//! The OCPP 1.6 charging station simulation engine.
//!
//! [`ChargingStation`] owns the connector bank, the configuration map, the
//! transaction index and the background tasks, and implements both sides of
//! the dialogue: operator-driven operations (plug in, authorize, stop,
//! unplug, …) that emit calls towards the CSMS, and the inbound handlers for
//! the remote commands a CSMS may send.
//!
//! All station state lives in one [`StationState`] behind a mutex that is
//! never held across a suspension point, so the state has exactly one writer
//! at a time while handlers still interleave at their awaits.

pub mod connector;
pub mod meter_values;
pub mod plan;
pub mod rpc;
mod routes;
pub mod supervisor;

use std::collections::{BTreeMap, HashMap};
use std::sync::atomic::{AtomicBool, Ordering};
use std::sync::{Arc, Weak};
use std::time::Duration;

use async_trait::async_trait;
use chrono::{SubsecRound, Utc};
use futures_util::stream::{SplitSink, SplitStream};
use futures_util::{SinkExt, StreamExt};
use parking_lot::Mutex;
use serde::Serialize;
use serde_json::Value;
use tokio::net::TcpStream;
use tokio::sync::mpsc;
use tokio::task::JoinHandle;
use tokio::time::sleep;
use tokio_tungstenite::tungstenite::client::IntoClientRequest;
use tokio_tungstenite::tungstenite::http::header::AUTHORIZATION;
use tokio_tungstenite::tungstenite::http::HeaderValue;
use tokio_tungstenite::tungstenite::Message;
use tokio_tungstenite::{connect_async, MaybeTlsStream, WebSocketStream};
use tracing::{debug, info, warn};

use crate::ocpp::messages::{
    AuthorizeRequest, AuthorizeResponse, BootNotificationRequest, BootNotificationResponse,
    ChangeAvailabilityRequest, ChangeAvailabilityResponse, ChangeConfigurationRequest,
    ChangeConfigurationResponse, DataTransferRequest, GetConfigurationRequest,
    GetConfigurationResponse, HeartbeatRequest, HeartbeatResponse, MeterValuesRequest,
    MeterValuesResponse, RemoteStartTransactionRequest, RemoteStartTransactionResponse,
    RemoteStopTransactionResponse, SetChargingProfileRequest, SetChargingProfileResponse,
    StartTransactionRequest, StartTransactionResponse, StatusNotificationRequest,
    StatusNotificationResponse, StopTransactionRequest, StopTransactionResponse,
};
use crate::ocpp::types::{
    AuthorizationStatus, AvailabilityStatus, ChargePointErrorCode, ChargePointStatus,
    ChargingProfile, ChargingProfileKind, ChargingProfilePurpose, ChargingProfileStatus,
    ChargingRateUnit, ChargingSchedule, ChargingSchedulePeriod, ConfigurationStatus, KeyValue,
    Reason, RegistrationStatus, RemoteStartStopStatus,
};
use crate::support::errors::{BootstrapError, ProtocolError, RejectedRequest, StationError};

pub use connector::{Connector, PendingStopTx};
pub use plan::{execute_session_plan, SessionPlanRequest, SessionStep};
pub use rpc::{DispatchError, InboundDispatch, OcppLink};
pub use supervisor::{basic_authorization, start_station, stop_station};

/// OCPP 1.6-J WebSocket subprotocol.
pub const OCPP_SUBPROTOCOL: &str = "ocpp1.6";

/// Connector id 0 addresses every connector at once.
pub const WILDCARD_CONNECTOR_ID: u32 = 0;

const FIRMWARE_VERSION: &str = "v1337";
const SERIAL_NUMBER: &str = "12345678";
const HEARTBEAT_STARTUP_DELAY: Duration = Duration::from_secs(5);
const DEFAULT_HEARTBEAT_INTERVAL_SECS: u64 = 600;
const DEFAULT_METER_SAMPLE_INTERVAL_SECS: u64 = 10;

type WsStream = WebSocketStream<MaybeTlsStream<TcpStream>>;

/// Construction parameters for a [`ChargingStation`].
#[derive(Debug, Clone)]
pub struct StationConfig {
    pub cs_id: String,
    pub vendor: String,
    pub model: String,
    pub number_of_connectors: u32,
    /// When set, a freshly started transaction immediately offers this power.
    pub tx_start_charge: Option<f64>,
    /// Settle time between a state change and the trailing StatusNotification.
    pub settle_delay: Duration,
}

impl StationConfig {
    pub fn new(
        cs_id: impl Into<String>,
        vendor: impl Into<String>,
        model: impl Into<String>,
    ) -> Self {
        Self {
            cs_id: cs_id.into(),
            vendor: vendor.into(),
            model: model.into(),
            number_of_connectors: 1,
            tx_start_charge: None,
            settle_delay: Duration::from_secs(5),
        }
    }
}

/// Mutable station state: everything the handlers and loops share.
struct StationState {
    connectors: BTreeMap<u32, Connector>,
    configuration: BTreeMap<String, String>,
    transaction_connector: HashMap<i32, u32>,
}

impl StationState {
    fn connector(&self, id: u32) -> Result<&Connector, StationError> {
        self.connectors
            .get(&id)
            .ok_or(StationError::UnknownConnector(id))
    }

    fn connector_mut(&mut self, id: u32) -> Result<&mut Connector, StationError> {
        self.connectors
            .get_mut(&id)
            .ok_or(StationError::UnknownConnector(id))
    }
}

/// Read-only view of the station for the control surface.
#[derive(Debug, Serialize)]
pub struct StationSnapshot {
    pub cs_id: String,
    pub connected: bool,
    pub configuration: BTreeMap<String, String>,
    pub connectors: Vec<Connector>,
    pub transactions: HashMap<i32, u32>,
}

pub struct ChargingStation {
    pub cs_id: String,
    vendor: String,
    model: String,
    tx_start_charge: Option<f64>,
    settle_delay: Duration,
    link: OcppLink,
    state: Mutex<StationState>,
    tasks: Mutex<Vec<JoinHandle<()>>>,
    writer: Mutex<Option<JoinHandle<()>>>,
    outbound_rx: Mutex<Option<mpsc::UnboundedReceiver<Message>>>,
    connected: AtomicBool,
    self_ref: Weak<ChargingStation>,
}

=======

What you need to do
Output the data in full, precisely as it appears above.

Result
//! The OCPP 1.6 charging station simulation engine.
//!
//! [`ChargingStation`] owns the connector bank, the configuration map, the
//! transaction index and the background tasks, and implements both sides of
//! the dialogue: operator-driven operations (plug in, authorize, stop,
//! unplug, …) that emit calls towards the CSMS, and the inbound handlers for
//! the remote commands a CSMS may send.
//!
//! All station state lives in one [`StationState`] behind a mutex that is
//! never held across a suspension point, so the state has exactly one writer
//! at a time while handlers still interleave at their awaits.

pub mod connector;
pub mod meter_values;
pub mod plan;
pub mod rpc;
mod routes;
pub mod supervisor;

use std::collections::{BTreeMap, HashMap};
use std::sync::atomic::{AtomicBool, Ordering};
use std::sync::{Arc, Weak};
use std::time::Duration;

use async_trait::async_trait;
use chrono::{SubsecRound, Utc};
use futures_util::stream::{SplitSink, SplitStream};
use futures_util::{SinkExt, StreamExt};
use parking_lot::Mutex;
use serde::Serialize;
use serde_json::Value;
use tokio::net::TcpStream;
use tokio::sync::mpsc;
use tokio::task::JoinHandle;
use tokio::time::sleep;
use tokio_tungstenite::tungstenite::client::IntoClientRequest;
use tokio_tungstenite::tungstenite::http::header::AUTHORIZATION;
use tokio_tungstenite::tungstenite::http::HeaderValue;
use tokio_tungstenite::tungstenite::Message;
use tokio_tungstenite::{connect_async, MaybeTlsStream, WebSocketStream};
use tracing::{debug, info, warn};

use crate::ocpp::messages::{
    AuthorizeRequest, AuthorizeResponse, BootNotificationRequest, BootNotificationResponse,
    ChangeAvailabilityRequest, ChangeAvailabilityResponse, ChangeConfigurationRequest,
    ChangeConfigurationResponse, DataTransferRequest, GetConfigurationRequest,
    GetConfigurationResponse, HeartbeatRequest, HeartbeatResponse, MeterValuesRequest,
    MeterValuesResponse, RemoteStartTransactionRequest, RemoteStartTransactionResponse,
    RemoteStopTransactionResponse, SetChargingProfileRequest, SetChargingProfileResponse,
    StartTransactionRequest, StartTransactionResponse, StatusNotificationRequest,
    StatusNotificationResponse, StopTransactionRequest, StopTransactionResponse,
};
use crate::ocpp::types::{
    AuthorizationStatus, AvailabilityStatus, ChargePointErrorCode, ChargePointStatus,
    ChargingProfile, ChargingProfileKind, ChargingProfilePurpose, ChargingProfileStatus,
    ChargingRateUnit, ChargingSchedule, ChargingSchedulePeriod, ConfigurationStatus, KeyValue,
    Reason, RegistrationStatus, RemoteStartStopStatus,
};
use crate::support::errors::{BootstrapError, ProtocolError, RejectedRequest, StationError};

pub use connector::{Connector, PendingStopTx};
pub use plan::{execute_session_plan, SessionPlanRequest, SessionStep};
pub use rpc::{DispatchError, InboundDispatch, OcppLink};
pub use supervisor::{basic_authorization, start_station, stop_station};

/// OCPP 1.6-J WebSocket subprotocol.
pub const OCPP_SUBPROTOCOL: &str = "ocpp1.6";

/// Connector id 0 addresses every connector at once.
pub const WILDCARD_CONNECTOR_ID: u32 = 0;

const FIRMWARE_VERSION: &str = "v1337";
const SERIAL_NUMBER: &str = "12345678";
const HEARTBEAT_STARTUP_DELAY: Duration = Duration::from_secs(5);
const DEFAULT_HEARTBEAT_INTERVAL_SECS: u64 = 600;
const DEFAULT_METER_SAMPLE_INTERVAL_SECS: u64 = 10;

type WsStream = WebSocketStream<MaybeTlsStream<TcpStream>>;

/// Construction parameters for a [`ChargingStation`].
#[derive(Debug, Clone)]
pub struct StationConfig {
    pub cs_id: String,
    pub vendor: String,
    pub model: String,
    pub number_of_connectors: u32,
    /// When set, a freshly started transaction immediately offers this power.
    pub tx_start_charge: Option<f64>,
    /// Settle time between a state change and the trailing StatusNotification.
    pub settle_delay: Duration,
}

impl StationConfig {
    pub fn new(
        cs_id: impl Into<String>,
        vendor: impl Into<String>,
        model: impl Into<String>,
    ) -> Self {
        Self {
            cs_id: cs_id.into(),
            vendor: vendor.into(),
            model: model.into(),
            number_of_connectors: 1,
            tx_start_charge: None,
            settle_delay: Duration::from_secs(5),
        }
    }
}

/// Mutable station state: everything the handlers and loops share.
struct StationState {
    connectors: BTreeMap<u32, Connector>,
    configuration: BTreeMap<String, String>,
    transaction_connector: HashMap<i32, u32>,
}

impl StationState {
    fn connector(&self, id: u32) -> Result<&Connector, StationError> {
        self.connectors
            .get(&id)
            .ok_or(StationError::UnknownConnector(id))
    }

    fn connector_mut(&mut self, id: u32) -> Result<&mut Connector, StationError> {
        self.connectors
            .get_mut(&id)
            .ok_or(StationError::UnknownConnector(id))
    }
}

/// Read-only view of the station for the control surface.
#[derive(Debug, Serialize)]
pub struct StationSnapshot {
    pub cs_id: String,
    pub connected: bool,
    pub configuration: BTreeMap<String, String>,
    pub connectors: Vec<Connector>,
    pub transactions: HashMap<i32, u32>,
}

pub struct ChargingStation {
    pub cs_id: String,
    vendor: String,
    model: String,
    tx_start_charge: Option<f64>,
    settle_delay: Duration,
    link: OcppLink,
    state: Mutex<StationState>,
    tasks: Mutex<Vec<JoinHandle<()>>>,
    writer: Mutex<Option<JoinHandle<()>>>,
    outbound_rx: Mutex<Option<mpsc::UnboundedReceiver<Message>>>,
    connected: AtomicBool,
    self_ref: Weak<ChargingStation>,
}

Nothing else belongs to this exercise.